Task description: Copy each line below containing "impl".

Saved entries
= Beginning of Section =
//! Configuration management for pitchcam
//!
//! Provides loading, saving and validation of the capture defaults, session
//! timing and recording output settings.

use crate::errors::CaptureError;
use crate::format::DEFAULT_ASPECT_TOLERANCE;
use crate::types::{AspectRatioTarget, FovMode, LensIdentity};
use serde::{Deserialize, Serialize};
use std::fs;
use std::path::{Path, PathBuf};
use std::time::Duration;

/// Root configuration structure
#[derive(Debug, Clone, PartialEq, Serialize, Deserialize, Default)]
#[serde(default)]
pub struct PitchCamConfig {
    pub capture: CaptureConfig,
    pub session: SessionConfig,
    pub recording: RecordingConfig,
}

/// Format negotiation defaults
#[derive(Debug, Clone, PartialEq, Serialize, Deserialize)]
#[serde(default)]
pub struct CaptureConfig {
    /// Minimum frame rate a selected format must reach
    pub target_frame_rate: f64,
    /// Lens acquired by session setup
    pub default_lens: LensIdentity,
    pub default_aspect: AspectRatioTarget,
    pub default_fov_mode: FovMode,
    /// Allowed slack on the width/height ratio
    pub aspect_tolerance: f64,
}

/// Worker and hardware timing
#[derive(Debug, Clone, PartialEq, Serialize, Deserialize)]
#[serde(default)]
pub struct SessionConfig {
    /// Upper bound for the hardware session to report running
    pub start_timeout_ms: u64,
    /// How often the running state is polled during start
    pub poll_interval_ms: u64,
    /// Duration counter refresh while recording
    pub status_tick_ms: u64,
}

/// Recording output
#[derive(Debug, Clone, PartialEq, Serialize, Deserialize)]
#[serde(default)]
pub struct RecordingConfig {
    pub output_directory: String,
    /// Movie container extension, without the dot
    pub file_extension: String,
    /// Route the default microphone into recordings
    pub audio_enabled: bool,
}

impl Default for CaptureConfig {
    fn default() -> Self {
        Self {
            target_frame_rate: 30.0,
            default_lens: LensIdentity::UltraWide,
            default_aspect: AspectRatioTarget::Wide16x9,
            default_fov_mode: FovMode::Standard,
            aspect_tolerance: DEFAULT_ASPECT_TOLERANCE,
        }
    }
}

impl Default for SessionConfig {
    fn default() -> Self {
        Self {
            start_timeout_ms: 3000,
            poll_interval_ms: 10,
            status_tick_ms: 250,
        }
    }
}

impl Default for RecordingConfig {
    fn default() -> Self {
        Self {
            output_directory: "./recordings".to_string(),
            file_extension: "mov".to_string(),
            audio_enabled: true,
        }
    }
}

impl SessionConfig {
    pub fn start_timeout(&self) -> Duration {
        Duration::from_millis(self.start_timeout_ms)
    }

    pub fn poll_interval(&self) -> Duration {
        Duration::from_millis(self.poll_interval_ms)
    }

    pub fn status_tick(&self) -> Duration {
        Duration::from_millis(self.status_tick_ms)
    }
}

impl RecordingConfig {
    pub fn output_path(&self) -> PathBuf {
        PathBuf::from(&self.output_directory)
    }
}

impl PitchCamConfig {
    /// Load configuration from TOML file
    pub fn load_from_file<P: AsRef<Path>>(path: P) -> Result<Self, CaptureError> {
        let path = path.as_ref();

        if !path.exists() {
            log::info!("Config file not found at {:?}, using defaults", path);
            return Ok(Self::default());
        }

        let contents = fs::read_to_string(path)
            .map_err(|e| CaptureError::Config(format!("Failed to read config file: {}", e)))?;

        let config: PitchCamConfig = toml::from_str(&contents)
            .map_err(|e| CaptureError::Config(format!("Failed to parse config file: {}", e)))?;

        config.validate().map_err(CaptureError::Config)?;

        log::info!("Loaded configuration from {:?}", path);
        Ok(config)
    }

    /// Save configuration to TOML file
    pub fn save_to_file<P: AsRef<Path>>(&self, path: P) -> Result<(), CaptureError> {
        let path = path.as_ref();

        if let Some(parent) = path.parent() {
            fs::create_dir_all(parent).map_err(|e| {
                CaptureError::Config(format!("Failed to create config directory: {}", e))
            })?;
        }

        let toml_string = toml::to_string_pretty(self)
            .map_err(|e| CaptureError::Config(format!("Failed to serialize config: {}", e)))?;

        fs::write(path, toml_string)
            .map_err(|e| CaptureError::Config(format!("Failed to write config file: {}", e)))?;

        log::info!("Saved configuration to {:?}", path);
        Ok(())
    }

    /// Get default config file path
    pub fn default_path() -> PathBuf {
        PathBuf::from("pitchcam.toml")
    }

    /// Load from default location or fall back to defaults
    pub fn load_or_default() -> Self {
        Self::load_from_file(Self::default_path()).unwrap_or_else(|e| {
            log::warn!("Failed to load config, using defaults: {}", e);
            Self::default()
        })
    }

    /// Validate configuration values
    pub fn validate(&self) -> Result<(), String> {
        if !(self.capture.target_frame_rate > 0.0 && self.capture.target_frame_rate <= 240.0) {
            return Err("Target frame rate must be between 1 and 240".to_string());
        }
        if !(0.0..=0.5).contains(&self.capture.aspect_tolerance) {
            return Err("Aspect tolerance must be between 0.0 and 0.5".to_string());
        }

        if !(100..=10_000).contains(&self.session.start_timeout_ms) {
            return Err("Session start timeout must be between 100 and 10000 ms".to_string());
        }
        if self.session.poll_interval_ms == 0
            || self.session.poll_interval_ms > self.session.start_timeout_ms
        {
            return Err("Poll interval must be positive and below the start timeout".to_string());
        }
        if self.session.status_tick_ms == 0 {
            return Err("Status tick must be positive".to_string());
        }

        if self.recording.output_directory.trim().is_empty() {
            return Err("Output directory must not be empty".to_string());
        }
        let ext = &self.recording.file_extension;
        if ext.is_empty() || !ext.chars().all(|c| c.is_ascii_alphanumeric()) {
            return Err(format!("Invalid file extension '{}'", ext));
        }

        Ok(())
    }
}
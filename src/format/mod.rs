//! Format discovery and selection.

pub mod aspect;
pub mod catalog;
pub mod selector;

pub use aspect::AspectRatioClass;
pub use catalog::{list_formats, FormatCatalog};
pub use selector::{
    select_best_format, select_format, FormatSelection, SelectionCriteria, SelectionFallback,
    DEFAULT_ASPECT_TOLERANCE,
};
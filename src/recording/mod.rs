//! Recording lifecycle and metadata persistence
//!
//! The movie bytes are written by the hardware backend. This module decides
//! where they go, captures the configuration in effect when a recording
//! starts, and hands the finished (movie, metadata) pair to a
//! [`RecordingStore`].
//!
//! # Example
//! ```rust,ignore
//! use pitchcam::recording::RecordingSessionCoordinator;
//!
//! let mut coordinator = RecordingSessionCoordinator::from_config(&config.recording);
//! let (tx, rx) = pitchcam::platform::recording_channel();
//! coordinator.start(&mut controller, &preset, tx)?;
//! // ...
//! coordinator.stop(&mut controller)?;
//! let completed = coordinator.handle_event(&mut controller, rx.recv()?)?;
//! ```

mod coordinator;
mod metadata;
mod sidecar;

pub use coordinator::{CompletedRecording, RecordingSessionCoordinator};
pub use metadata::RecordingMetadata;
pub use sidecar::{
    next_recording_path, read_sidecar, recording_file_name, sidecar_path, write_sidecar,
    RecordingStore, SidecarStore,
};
= End of Section =
Expected output:
impl Default for CaptureConfig {
impl Default for SessionConfig {
impl Default for RecordingConfig {
impl SessionConfig {
impl RecordingConfig {
impl PitchCamConfig {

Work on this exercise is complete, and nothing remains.